:: EXTRACTED DATA

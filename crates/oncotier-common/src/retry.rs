//! Bounded exponential backoff shared by all source clients.
//!
//! Policy: up to 3 attempts, delays 2 s / 4 s / 8 s capped at 10 s, no
//! jitter. Retries share the enclosing assessment deadline and are
//! abandoned once the next delay would cross it.

use std::future::Future;
use std::time::Duration;
use tokio::time::Instant;
use tracing::debug;

#[derive(Debug, Clone, Copy)]
pub struct RetryPolicy {
    pub max_attempts: u32,
    pub base: Duration,
    pub cap: Duration,
}

impl Default for RetryPolicy {
    fn default() -> Self {
        Self {
            max_attempts: 3,
            base: Duration::from_secs(2),
            cap: Duration::from_secs(10),
        }
    }
}

impl RetryPolicy {
    pub fn new(max_attempts: u32) -> Self {
        Self { max_attempts, ..Self::default() }
    }

    /// Delay before the retry following `attempt` (1-based).
    pub fn delay_for(&self, attempt: u32) -> Duration {
        let exp = self.base.saturating_mul(1u32 << (attempt.saturating_sub(1)).min(16));
        exp.min(self.cap)
    }

    /// Runs `op`, retrying transient failures until the attempt budget or
    /// the deadline is exhausted. Permanent failures return immediately.
    pub async fn run<T, F, Fut>(&self, deadline: Instant, mut op: F) -> anyhow::Result<T>
    where
        F: FnMut() -> Fut,
        Fut: Future<Output = anyhow::Result<T>>,
    {
        let mut attempt = 0u32;
        loop {
            attempt += 1;
            match op().await {
                Ok(v) => return Ok(v),
                Err(e) => {
                    if attempt >= self.max_attempts || !is_transient(&e) {
                        return Err(e);
                    }
                    let delay = self.delay_for(attempt);
                    if Instant::now() + delay >= deadline {
                        debug!(attempt, "retry abandoned: deadline would expire");
                        return Err(e);
                    }
                    debug!(attempt, ?delay, "transient error, backing off");
                    tokio::time::sleep(delay).await;
                }
            }
        }
    }
}

/// Timeouts, connection resets, 5xx, and 429 are retryable; other HTTP
/// failures and parse errors are permanent.
pub fn is_transient(err: &anyhow::Error) -> bool {
    if let Some(re) = err.downcast_ref::<reqwest::Error>() {
        if re.is_timeout() || re.is_connect() {
            return true;
        }
        if let Some(status) = re.status() {
            return status.is_server_error() || status.as_u16() == 429;
        }
    }
    false
}

#[cfg(test)]
mod tests {
    use super::*;
    use std::sync::atomic::{AtomicU32, Ordering};

    #[test]
    fn test_delay_schedule() {
        let p = RetryPolicy::default();
        assert_eq!(p.delay_for(1), Duration::from_secs(2));
        assert_eq!(p.delay_for(2), Duration::from_secs(4));
        assert_eq!(p.delay_for(3), Duration::from_secs(8));
        assert_eq!(p.delay_for(4), Duration::from_secs(10)); // capped
    }

    #[tokio::test]
    async fn test_permanent_error_not_retried() {
        let calls = AtomicU32::new(0);
        let p = RetryPolicy::default();
        let deadline = Instant::now() + Duration::from_secs(60);
        let res: anyhow::Result<()> = p
            .run(deadline, || {
                calls.fetch_add(1, Ordering::SeqCst);
                async { Err(anyhow::anyhow!("parse failure")) }
            })
            .await;
        assert!(res.is_err());
        assert_eq!(calls.load(Ordering::SeqCst), 1);
    }

    #[tokio::test]
    async fn test_success_passes_through() {
        let p = RetryPolicy::default();
        let deadline = Instant::now() + Duration::from_secs(60);
        let res = p.run(deadline, || async { Ok(42u32) }).await;
        assert_eq!(res.unwrap(), 42);
    }
}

::::

__TASK STATEMENT__. Write the entries out once more, exactly as they appear.

__SOLUTION TO THIS PROBLEM__.
filename crates/oncotier-common/src/retry.rs
//! Bounded exponential backoff shared by all source clients.
//!
//! Policy: up to 3 attempts, delays 2 s / 4 s / 8 s capped at 10 s, no
//! jitter. Retries share the enclosing assessment deadline and are
//! abandoned once the next delay would cross it.

use std::future::Future;
use std::time::Duration;
use tokio::time::Instant;
use tracing::debug;

#[derive(Debug, Clone, Copy)]
pub struct RetryPolicy {
    pub max_attempts: u32,
    pub base: Duration,
    pub cap: Duration,
}

impl Default for RetryPolicy {
    fn default() -> Self {
        Self {
            max_attempts: 3,
            base: Duration::from_secs(2),
            cap: Duration::from_secs(10),
        }
    }
}

impl RetryPolicy {
    pub fn new(max_attempts: u32) -> Self {
        Self { max_attempts, ..Self::default() }
    }

    /// Delay before the retry following `attempt` (1-based).
    pub fn delay_for(&self, attempt: u32) -> Duration {
        let exp = self.base.saturating_mul(1u32 << (attempt.saturating_sub(1)).min(16));
        exp.min(self.cap)
    }

    /// Runs `op`, retrying transient failures until the attempt budget or
    /// the deadline is exhausted. Permanent failures return immediately.
    pub async fn run<T, F, Fut>(&self, deadline: Instant, mut op: F) -> anyhow::Result<T>
    where
        F: FnMut() -> Fut,
        Fut: Future<Output = anyhow::Result<T>>,
    {
        let mut attempt = 0u32;
        loop {
            attempt += 1;
            match op().await {
                Ok(v) => return Ok(v),
                Err(e) => {
                    if attempt >= self.max_attempts || !is_transient(&e) {
                        return Err(e);
                    }
                    let delay = self.delay_for(attempt);
                    if Instant::now() + delay >= deadline {
                        debug!(attempt, "retry abandoned: deadline would expire");
                        return Err(e);
                    }
                    debug!(attempt, ?delay, "transient error, backing off");
                    tokio::time::sleep(delay).await;
                }
            }
        }
    }
}

/// Timeouts, connection resets, 5xx, and 429 are retryable; other HTTP
/// failures and parse errors are permanent.
pub fn is_transient(err: &anyhow::Error) -> bool {
    if let Some(re) = err.downcast_ref::<reqwest::Error>() {
        if re.is_timeout() || re.is_connect() {
            return true;
        }
        if let Some(status) = re.status() {
            return status.is_server_error() || status.as_u16() == 429;
        }
    }
    false
}

#[cfg(test)]
mod tests {
    use super::*;
    use std::sync::atomic::{AtomicU32, Ordering};

    #[test]
    fn test_delay_schedule() {
        let p = RetryPolicy::default();
        assert_eq!(p.delay_for(1), Duration::from_secs(2));
        assert_eq!(p.delay_for(2), Duration::from_secs(4));
        assert_eq!(p.delay_for(3), Duration::from_secs(8));
        assert_eq!(p.delay_for(4), Duration::from_secs(10)); // capped
    }

    #[tokio::test]
    async fn test_permanent_error_not_retried() {
        let calls = AtomicU32::new(0);
        let p = RetryPolicy::default();
        let deadline = Instant::now() + Duration::from_secs(60);
        let res: anyhow::Result<()> = p
            .run(deadline, || {
                calls.fetch_add(1, Ordering::SeqCst);
                async { Err(anyhow::anyhow!("parse failure")) }
            })
            .await;
        assert!(res.is_err());
        assert_eq!(calls.load(Ordering::SeqCst), 1);
    }

    #[tokio::test]
    async fn test_success_passes_through() {
        let p = RetryPolicy::default();
        let deadline = Instant::now() + Duration::from_secs(60);
        let res = p.run(deadline, || async { Ok(42u32) }).await;
        assert_eq!(res.unwrap(), 42);
    }
}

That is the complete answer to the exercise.